L'invecchiamento e la morte rappresentano un mistero su cui ci poniamo domande da piccoli, che neghiamo da giovani, accettiamo con riluttanza da adulti.
La riluttanza diventa il tabù trasferito sulle domande dei piccoli.
Li lasciamo crescere in un mondo in cui la morte è filtrata da Disney & Company (la morte colorata, pulita, l'evento strappa-lacrima), il nonno defunto è filtrato nel rito funebre, durante il quale mille occhi adulti, timorosi, fanno da barriera tra il bambino e la visione diretta del cadavere; il film horror (non mi riferisco allo splatter fine a se stesso), come ammonisce la televisione, è solo per i grandi, evidentemente perché l'adulto è incapace di spiegare persino la finzione della morte ai propri piccoli.

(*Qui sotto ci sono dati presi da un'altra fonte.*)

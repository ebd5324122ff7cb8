mod common;

use std::sync::Arc;
use std::time::Duration;

use common::{pool, StubFetcher, StubSite};
use sitewalk_crawler::{anyhow, ResourcePool};

#[test]
fn empty_pool_is_an_error() {
    assert!(ResourcePool::<StubFetcher>::new(Vec::new()).is_err());
    assert!(ResourcePool::<StubFetcher>::build(0, || unreachable!()).is_err());
}

#[test]
fn build_stops_on_first_failure() {
    let mut built = 0;
    let res = ResourcePool::<StubFetcher>::build(3, || {
        built += 1;
        anyhow::bail!("Browser didn't start")
    });
    assert!(res.is_err());
    assert_eq!(built, 1);
}

#[tokio::test]
async fn acquire_waits_for_a_release() {
    let site = Arc::new(StubSite::new());
    let pool = pool(&site, 1);
    assert_eq!(pool.capacity(), 1);
    assert_eq!(pool.available(), 1);

    let held = pool.acquire().await.unwrap();
    assert_eq!(pool.available(), 0);
    let blocked = tokio::time::timeout(Duration::from_millis(50), pool.acquire()).await;
    assert!(blocked.is_err());

    drop(held);
    assert_eq!(pool.available(), 1);
    let again = tokio::time::timeout(Duration::from_millis(50), pool.acquire()).await;
    assert!(matches!(again, Ok(Ok(_))));
}

#[tokio::test]
async fn shutdown_closes_every_handle_once() {
    let site = Arc::new(StubSite::new());
    let pool = pool(&site, 3);

    let held = pool.acquire().await.unwrap();
    let shutdown = tokio::spawn({
        let pool = pool.clone();
        async move { pool.shutdown().await }
    });
    tokio::time::sleep(Duration::from_millis(20)).await;
    assert_eq!(site.closed(), 0);

    drop(held);
    shutdown.await.unwrap().unwrap();
    assert_eq!(site.closed(), 3);
    assert!(pool.is_closed());

    assert!(pool.acquire().await.is_err());
    assert!(pool.shutdown().await.is_err());
    assert_eq!(site.closed(), 3);
}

E quando si invecchia male, succede che siamo muti, isolati in una stanza aliena da casa, pieni ancora delle stesse domande.
Perché, da bambini, nessuno ci ha dato risposte, solo paure e silenzi.
[cit. Giovanni Sicuranza di ritorno da una piacevole gita al cimitero con la figlia di sei anni; la figlia, con la supervisione attenta del genitore, ha già visto la prima serie di Walking Dead e, persino, World War Zed; allo stato attuale, non ha incubi notturni, non si piscia addosso, non ha pensieri o disegni assassini, adora giocare e cantare con le amiche, i tortellini e gli zombies - "che tanto sono tutti finti"; a volte chiede alla sua amica come mai non è mai andata a trovare lo zio mentre stava morendo, lei che invece è stata in casa di due defunti, uno giovane, accanto al loro letto di morte, a tenere loro la mano, a chiedersi se magari sottoterra avrebbero aiutato una pianta; l'amica tace e, forse, pensa che la piccola Sicuranza è un po' strana]
N. B.: nessun intento pedagogico (ci mancherebbe); penso che, alla fine, all'invecchiamento e alla morte dobbiamo in parte anche il nostro attaccamento verso i piccoli; forse, se fossimo tesi nell'egoistica consapevolezza di una vita immortale, non saremmo così pieni di attese, di aspettative, di premure e sofferenze per loro. Forse.